4. The District Forum accepted the complaints and directed the OPs to refund the security amount of Rs. 4,415 at the saving interest rate from the date of deposit till realization. Rs. 4,000 towards mental tension and physical harassment, etc. were granted.
5. Aggrieved against the order of the District Forum, the present appeal has been filed by the OPs No. 1 and 2 pleading inter alia that the impugned order is patently erroneous, illegal and biased as the said order have been passed without taking into consideration the evidence adduced by all the parties. The appellant has contended that the order of the District Forum directing the appellants to refund the security amount of Rs. 4,415 is totally illegal as deficiency as alleged by the complainant could not be proved and no cause of action has arisen to the complainant on the ground that free incoming calls by the appellant company could not be provided in view of interim order of Delhi High Court which had stayed the operation of the free incoming calls and on 17.1.2000 regulations issued by TRAI were quashed. Hence there was no cause of action in the hands of complainant against the appellant. Further the appellant has stated that the incoming calls were to be treated free from 1.11.1999 throughout India including the State of Haryana. As per details of the scheme of aforesaid the caller to the cellular phone was to be charged. The conditions are binding on everybody including the complainant who has given an undertaking by signing the subscriber agreement at the time of allotment of connection. The relevant clauses, which stipulate as under are binding on both the parties.
â1.5 Charges include deposits, rentals (annual/quarterly/monthly) fee, rates, charges by Escotel for providing the services within the ceiling prescribed by DOT, Government of India.
2.13 It is understood by the subscriber that the scheme if any, opted by him may be withdrawn or extended by Escotel at its discretion and that he have not any claim in such an eventuality.

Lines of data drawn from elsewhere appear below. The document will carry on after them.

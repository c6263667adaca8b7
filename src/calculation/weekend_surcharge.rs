//! Weekend surcharge calculation.
//!
//! Weekend days in the rental span carry a premium on their proportional
//! share of the base subtotal.

use chrono::NaiveDate;
use rust_decimal::Decimal;

use crate::config::PricingRules;
use crate::models::AuditStep;

use super::count_weekend_days;

/// The result of a weekend surcharge calculation.
#[derive(Debug, Clone)]
pub struct WeekendSurchargeResult {
    /// Saturdays and Sundays from start to end, both included.
    pub weekend_days: u32,
    /// The surcharge amount.
    pub amount: Decimal,
    /// The audit step recording this calculation.
    pub audit_step: AuditStep,
}

/// Calculates the weekend surcharge for a rental.
///
/// `surcharge = (weekend_days / days) × subtotal × rate`, where `subtotal` is
/// the base subtotal before the long-term discount.
///
/// Weekend days are counted over the inclusive date range, so the count can
/// exceed the billed days (Saturday to Sunday is one billed day but touches
/// two weekend dates). The ratio is not capped.
///
/// # Example
///
/// ```
/// use rental_pricing::calculation::calculate_weekend_surcharge;
/// use rental_pricing::config::PricingConfig;
/// use chrono::NaiveDate;
/// use rust_decimal::Decimal;
///
/// let config = PricingConfig::default();
/// // Thursday to Saturday: 2 billed days, 1 weekend day
/// let start = NaiveDate::from_ymd_opt(2024, 12, 5).unwrap();
/// let end = NaiveDate::from_ymd_opt(2024, 12, 7).unwrap();
///
/// let result = calculate_weekend_surcharge(start, end, 2, Decimal::from(2000), config.rules(), 1);
/// assert_eq!(result.weekend_days, 1);
/// assert_eq!(result.amount, Decimal::from(150));
/// ```
pub fn calculate_weekend_surcharge(
    start_date: NaiveDate,
    end_date: NaiveDate,
    days: u32,
    subtotal: Decimal,
    rules: &PricingRules,
    step_number: u32,
) -> WeekendSurchargeResult {
    let weekend_days = count_weekend_days(start_date, end_date);
    let rate = rules.weekend_surcharge.rate;

    let amount = if weekend_days == 0 || days == 0 {
        Decimal::ZERO
    } else {
        subtotal * Decimal::from(weekend_days) / Decimal::from(days) * rate
    };

    let reasoning = if weekend_days == 0 {
        format!(
            "No Saturday or Sunday between {} and {}: no surcharge",
            start_date, end_date
        )
    } else {
        format!(
            "{} weekend of {} billed days: ({} / {}) × {} × {} = {}",
            weekend_days,
            days,
            weekend_days,
            days,
            subtotal.normalize(),
            rate.normalize(),
            amount.normalize()
        )
    };

    let audit_step = AuditStep {
        step_number,
        rule_id: "weekend_surcharge".to_string(),
        rule_name: "Weekend Surcharge".to_string(),
        rule_ref: "weekend_surcharge".to_string(),
        input: serde_json::json!({
            "start_date": start_date.to_string(),
            "end_date": end_date.to_string(),
            "days": days,
            "subtotal": subtotal.normalize().to_string()
        }),
        output: serde_json::json!({
            "weekend_days": weekend_days,
            "rate": rate.normalize().to_string(),
            "amount": amount.normalize().to_string()
        }),
        reasoning,
    };

    WeekendSurchargeResult {
        weekend_days,
        amount,
        audit_step,
    }
}
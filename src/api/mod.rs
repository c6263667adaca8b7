//! HTTP API module for the rental pricing engine.
//!
//! This module provides the REST API endpoints for quoting rentals,
//! preparing bookings, listing served locations and estimating demand.

mod handlers;
mod request;
mod response;
mod state;

pub use handlers::create_router;
pub use request::{BookingPrepareRequest, DemandFactorRequest, DynamicRateRequest, QuoteRequest};
pub use response::{ApiError, LocationsResponse};
pub use state::AppState;
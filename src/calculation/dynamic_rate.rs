//! Dynamic daily rate.
//!
//! Scales a vehicle's base rate by demand, rental length, booking lead time
//! and the vehicle itself. The result is a suggested daily rate that can be
//! fed back into [`calculate_price_breakdown`](super::calculate_price_breakdown);
//! it is never below the base rate.

use chrono::NaiveDate;
use rust_decimal::{Decimal, RoundingStrategy};
use serde::{Deserialize, Serialize};

use crate::error::PricingResult;
use crate::models::{AuditStep, VehicleProfile, VehicleType};
use crate::validation::validate_daily_rate;

use super::calculate_demand_factor;

/// The result of a dynamic rate calculation.
#[derive(Debug, Clone, PartialEq, Eq, Serialize, Deserialize)]
pub struct DynamicRateResult {
    /// The vehicle's base daily rate.
    pub base_rate: Decimal,
    /// Clamped demand factor for the start date.
    pub demand_factor: Decimal,
    /// Factor from the number of days between start and end.
    pub duration_factor: Decimal,
    /// Factor from the number of days until the rental starts.
    pub lead_time_factor: Decimal,
    /// Factor from the vehicle's rating and type.
    pub vehicle_factor: Decimal,
    /// Product of the four factors.
    pub multiplier: Decimal,
    /// The suggested daily rate, rounded half-up to 2 decimal places.
    pub rate: Decimal,
    /// True when the scaled rate fell below the base rate and was raised to it.
    pub floored: bool,
    /// The demand step followed by the dynamic rate step.
    pub audit_steps: Vec<AuditStep>,
}

fn duration_factor(days: i64) -> Decimal {
    match days {
        d if d >= 14 => Decimal::new(85, 2),
        d if d >= 7 => Decimal::new(90, 2),
        d if d >= 3 => Decimal::new(95, 2),
        _ => Decimal::ONE,
    }
}

fn lead_time_factor(days_until_start: i64) -> Decimal {
    match days_until_start {
        d if d <= 1 => Decimal::new(120, 2),
        d if d <= 3 => Decimal::new(110, 2),
        d if d >= 30 => Decimal::new(95, 2),
        d if d >= 14 => Decimal::new(98, 2),
        _ => Decimal::ONE,
    }
}

fn vehicle_factor(vehicle: &VehicleProfile) -> Decimal {
    let rating = if vehicle.rating >= Decimal::new(45, 1) {
        Decimal::new(115, 2)
    } else if vehicle.rating >= Decimal::new(40, 1) {
        Decimal::new(108, 2)
    } else {
        Decimal::ONE
    };

    let body = match vehicle.vehicle_type {
        VehicleType::Luxury | VehicleType::Sports => Decimal::new(125, 2),
        VehicleType::Suv => Decimal::new(110, 2),
        VehicleType::Electric => Decimal::new(115, 2),
        _ => Decimal::ONE,
    };

    rating * body
}

/// Calculates the dynamic daily rate for a vehicle.
///
/// `multiplier = demand × duration × lead time × vehicle`, and the rate is
/// `base_rate × multiplier`, raised to `base_rate` when lower, then rounded
/// half-up to 2 decimal places.
///
/// # Errors
///
/// Returns `DailyRateOutOfRange` when `base_rate` is negative or above
/// [`MAX_DAILY_RATE`](crate::models::MAX_DAILY_RATE).
///
/// # Example
///
/// ```
/// use rental_pricing::calculation::calculate_dynamic_rate;
/// use rental_pricing::models::{VehicleProfile, VehicleType};
/// use chrono::NaiveDate;
/// use rust_decimal::Decimal;
///
/// // A Wednesday in March, a week long, booked ten days ahead
/// let start = NaiveDate::from_ymd_opt(2025, 3, 12).unwrap();
/// let end = NaiveDate::from_ymd_opt(2025, 3, 19).unwrap();
/// let today = NaiveDate::from_ymd_opt(2025, 3, 2).unwrap();
/// let vehicle = VehicleProfile {
///     vehicle_type: VehicleType::Suv,
///     rating: Decimal::new(42, 1),
/// };
///
/// let result = calculate_dynamic_rate(Decimal::from(1000), start, end, today, 300, &vehicle, 1)?;
/// assert_eq!(result.rate, Decimal::new(106920, 2));
/// # Ok::<(), rental_pricing::error::PricingError>(())
/// ```
pub fn calculate_dynamic_rate(
    base_rate: Decimal,
    start_date: NaiveDate,
    end_date: NaiveDate,
    today: NaiveDate,
    total_bookings: u32,
    vehicle: &VehicleProfile,
    step_number: u32,
) -> PricingResult<DynamicRateResult> {
    validate_daily_rate(base_rate)?;

    let demand = calculate_demand_factor(start_date, total_bookings, step_number);
    let days = (end_date - start_date).num_days();
    let days_until_start = (start_date - today).num_days();

    let duration_factor = duration_factor(days);
    let lead_time_factor = lead_time_factor(days_until_start);
    let vehicle_factor = vehicle_factor(vehicle);
    let multiplier = demand.factor * duration_factor * lead_time_factor * vehicle_factor;

    let scaled = base_rate * multiplier;
    let floored = scaled < base_rate;
    let mut rate = scaled
        .max(base_rate)
        .round_dp_with_strategy(2, RoundingStrategy::MidpointAwayFromZero);
    rate.rescale(2);

    let rate_step = AuditStep {
        step_number: step_number + 1,
        rule_id: "dynamic_rate".to_string(),
        rule_name: "Dynamic Daily Rate".to_string(),
        rule_ref: "dynamic_rate".to_string(),
        input: serde_json::json!({
            "base_rate": base_rate.normalize().to_string(),
            "days": days,
            "days_until_start": days_until_start,
            "vehicle_type": vehicle.vehicle_type,
            "rating": vehicle.rating.normalize().to_string()
        }),
        output: serde_json::json!({
            "demand_factor": demand.factor.normalize().to_string(),
            "duration_factor": duration_factor.normalize().to_string(),
            "lead_time_factor": lead_time_factor.normalize().to_string(),
            "vehicle_factor": vehicle_factor.normalize().to_string(),
            "multiplier": multiplier.normalize().to_string(),
            "floored": floored,
            "rate": rate.to_string()
        }),
        reasoning: if floored {
            format!(
                "{} × {} = {} is below the base rate, so the base rate {} applies",
                base_rate.normalize(),
                multiplier.normalize(),
                scaled.normalize(),
                rate
            )
        } else {
            format!(
                "{} × {} = {}, rounded to {}",
                base_rate.normalize(),
                multiplier.normalize(),
                scaled.normalize(),
                rate
            )
        },
    };

    Ok(DynamicRateResult {
        base_rate,
        demand_factor: demand.factor,
        duration_factor,
        lead_time_factor,
        vehicle_factor,
        multiplier,
        rate,
        floored,
        audit_steps: vec![demand.audit_step, rate_step],
    })
}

3.1 The Subscriber shall pay on demand to Escotel the subscription charges, call charges and other charges payable for services rendered, including for value added services, as notified and communicated to the subscriber by Escotel from time-to-time.â
The appellant has contended that the aforesaid conditions clearly demonstrate that subscriber is liable to pay call charges, subscription charges and other charges payable according to the services rendered and also the appellant has right to change the tariff terms at its own discretion but the customers will be notified of the changes, from time-to-time. However, all these charges levied for the various services were to be within the guidelines prescribed by DOT Government of India and are binding on all the customers including the variations made in accordance therewith. The order of the District Forum has been assailed on the ground that it took a totally erroneous view that linkage with the State of Haryana would be on the basis of local call charges and STD charges or dialling code would not be required to be paid, since the usage charges are within the ambit of DOT. The complainant was informed that STD charges would not be levied for the towns falling under short distance charging area but those will be applicable for the rest of the towns and STD charges would be as per DOT time bands. The order of the District Forum has also been challenged wherein that OPs were directed to refund the security amount of Rs. 4,415 though this amount was only Rs. 2,000 and in the instant case the complainant has not cleared his dues and this amount is recoverable from him. The order of the District Forum has also been challenged on the ground wherein it took the view that the appellant has adopted an unfair trade practice and has been guilty of deficiency in service, though there was no arbitrary decision taken by the appellant and it was in accordance with the guidelines of the competent authorities from time-to-time. It is reiterated that the agreement entered into between the appellant company and the complainant and is binding on both. The complaint was not even maintainable and irreparable injury would be caused if the order of the District Forum is not stayed and set aside. A prayer has been made to stay the operation and set aside the impugned order.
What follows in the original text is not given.